An ordinance that bans texting while driving, and use of all hand held devices while driving, became law in Marietta this week. While motorists will have a few months to get used to the idea, we hope people realize by now the real danger texting while driving presents.

Marietta City Council officially approved the ordinance this week, but city police won’t issue tickets for violations until July. In the meantime, they will issue warnings.

We hope motorists don’t use this time to text as much as possible. In fact, we hope motorists do whatever they can immediately to avoid texting while driving a car….

For those who think an outright ban is overkill, we want to remind you that texting and driving can do just that - kill. Texting and driving now kills more teens than drinking and driving. The Centers for Disease Control and Prevention reports that nearly 3,000 teens die each year in texting and driving crashes.

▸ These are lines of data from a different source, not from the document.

//! Document store abstraction
//!
//! Site content lives in named collections of JSON documents. Each document
//! carries its own string `id`; every other field is opaque to the store
//! except where a [`Filter`] or [`Sort`] names it.

use async_trait::async_trait;
use serde_json::{Map, Value};

use crate::error::StoreResult;

pub mod filter;
pub mod memory;
pub mod postgres;

pub use filter::{Condition, Filter, QuerySpec, Sort, SortDirection};
pub use memory::MemoryStore;
pub use postgres::PgDocumentStore;

/// A stored document
pub type Document = Map<String, Value>;

/// Name of the identifier field present in every document
pub const ID_FIELD: &str = "id";

/// Read the identifier of a document
pub fn document_id(document: &Document) -> Option<&str> {
    document.get(ID_FIELD).and_then(Value::as_str)
}

/// Operations the gateway needs from a document database
#[async_trait]
pub trait DocumentStore: Send + Sync {
    /// Return the window of matching documents described by `query`
    async fn find(&self, collection: &str, query: &QuerySpec) -> StoreResult<Vec<Document>>;

    /// Count the documents matching `filter`
    async fn count(&self, collection: &str, filter: &Filter) -> StoreResult<u64>;

    /// Return the first document matching `filter`
    async fn find_one(&self, collection: &str, filter: &Filter) -> StoreResult<Option<Document>>;

    async fn find_by_id(&self, collection: &str, id: &str) -> StoreResult<Option<Document>> {
        self.find_one(collection, &Filter::new().eq(ID_FIELD, id))
            .await
    }

    /// Insert a document that already carries an `id`
    async fn insert(&self, collection: &str, document: Document) -> StoreResult<Document>;

    /// Merge `patch` into the top level of an existing document
    async fn update(
        &self,
        collection: &str,
        id: &str,
        patch: Document,
    ) -> StoreResult<Option<Document>>;

    /// Merge `patch` into the document, creating it when absent
    async fn upsert(&self, collection: &str, id: &str, patch: Document) -> StoreResult<Document>;

    /// Delete a document, returning whether it existed
    async fn delete(&self, collection: &str, id: &str) -> StoreResult<bool>;

    /// Merge `patch` into every listed document that exists
    async fn update_many(&self, collection: &str, ids: &[String], patch: &Document)
    -> StoreResult<u64>;

    /// Delete every listed document that exists
    async fn delete_many(&self, collection: &str, ids: &[String]) -> StoreResult<u64>;

    /// Atomically add `by` to a numeric field (missing counts as zero) of
    /// the document with `id`, provided it still matches `filter`
    async fn increment(
        &self,
        collection: &str,
        id: &str,
        filter: &Filter,
        field: &str,
        by: i64,
    ) -> StoreResult<Option<Document>>;

    async fn health_check(&self) -> StoreResult<bool>;
}
//! Input validation utilities

use regex::Regex;
use std::sync::OnceLock;

/// Validate email
pub fn validate_email(email: &str) -> Result<(), String> {
    if email.is_empty() {
        return Err("Email is required".to_string());
    }

    if email.len() > 254 {
        return Err("Email must be at most 254 characters long".to_string());
    }

    static EMAIL_REGEX: OnceLock<Regex> = OnceLock::new();
    let regex = EMAIL_REGEX.get_or_init(|| {
        Regex::new(r"^[a-zA-Z0-9._%+-]+@[a-zA-Z0-9.-]+\.[a-zA-Z]{2,}$")
            .expect("Failed to compile email regex")
    });

    if !regex.is_match(email) {
        return Err("Invalid email format".to_string());
    }

    Ok(())
}

/// Validate phone number: digits with optional leading `+`, spaces, dashes
/// and parentheses
pub fn validate_phone(phone: &str) -> Result<(), String> {
    static PHONE_REGEX: OnceLock<Regex> = OnceLock::new();
    let regex = PHONE_REGEX.get_or_init(|| {
        Regex::new(r"^\+?[0-9 ()\-]{6,20}$").expect("Failed to compile phone regex")
    });

    if !regex.is_match(phone.trim()) {
        return Err("Invalid phone number".to_string());
    }

    Ok(())
}

/// Validate password for admin accounts
pub fn validate_password(password: &str) -> Result<(), String> {
    if password.is_empty() {
        return Err("Password is required".to_string());
    }

    if password.len() < 8 {
        return Err("Password must be at least 8 characters long".to_string());
    }

    if password.len() > 128 {
        return Err("Password must be at most 128 characters long".to_string());
    }

    let has_upper = password.chars().any(|c| c.is_ascii_uppercase());
    let has_lower = password.chars().any(|c| c.is_ascii_lowercase());
    let has_digit = password.chars().any(|c| c.is_ascii_digit());

    if !has_upper {
        return Err("Password must contain at least one uppercase letter".to_string());
    }

    if !has_lower {
        return Err("Password must contain at least one lowercase letter".to_string());
    }

    if !has_digit {
        return Err("Password must contain at least one digit".to_string());
    }

    Ok(())
}

/// Turn a title into a URL slug: lowercase ASCII words joined by `-`
pub fn slugify(title: &str) -> String {
    let mut slug = String::with_capacity(title.len());
    for c in title.chars() {
        if c.is_ascii_alphanumeric() {
            slug.push(c.to_ascii_lowercase());
        } else if !slug.is_empty() && !slug.ends_with('-') {
            slug.push('-');
        }
    }
    slug.trim_end_matches('-').to_string()
}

But it’s not just young people who need to watch out. Drivers of all ages must use good judgment and put down the phone. Nearly half of all drivers under the age of 35 send or read texts while driving and overall, 60 percent of all drivers use cell phones while driving…

Another fact to wrap your head around - you are two times more likely to crash if you drive and text.

The bottom line, don’t do it. Don’t talk on your cell phone, don’t text, keep your hands on the wheel and your eyes on the road.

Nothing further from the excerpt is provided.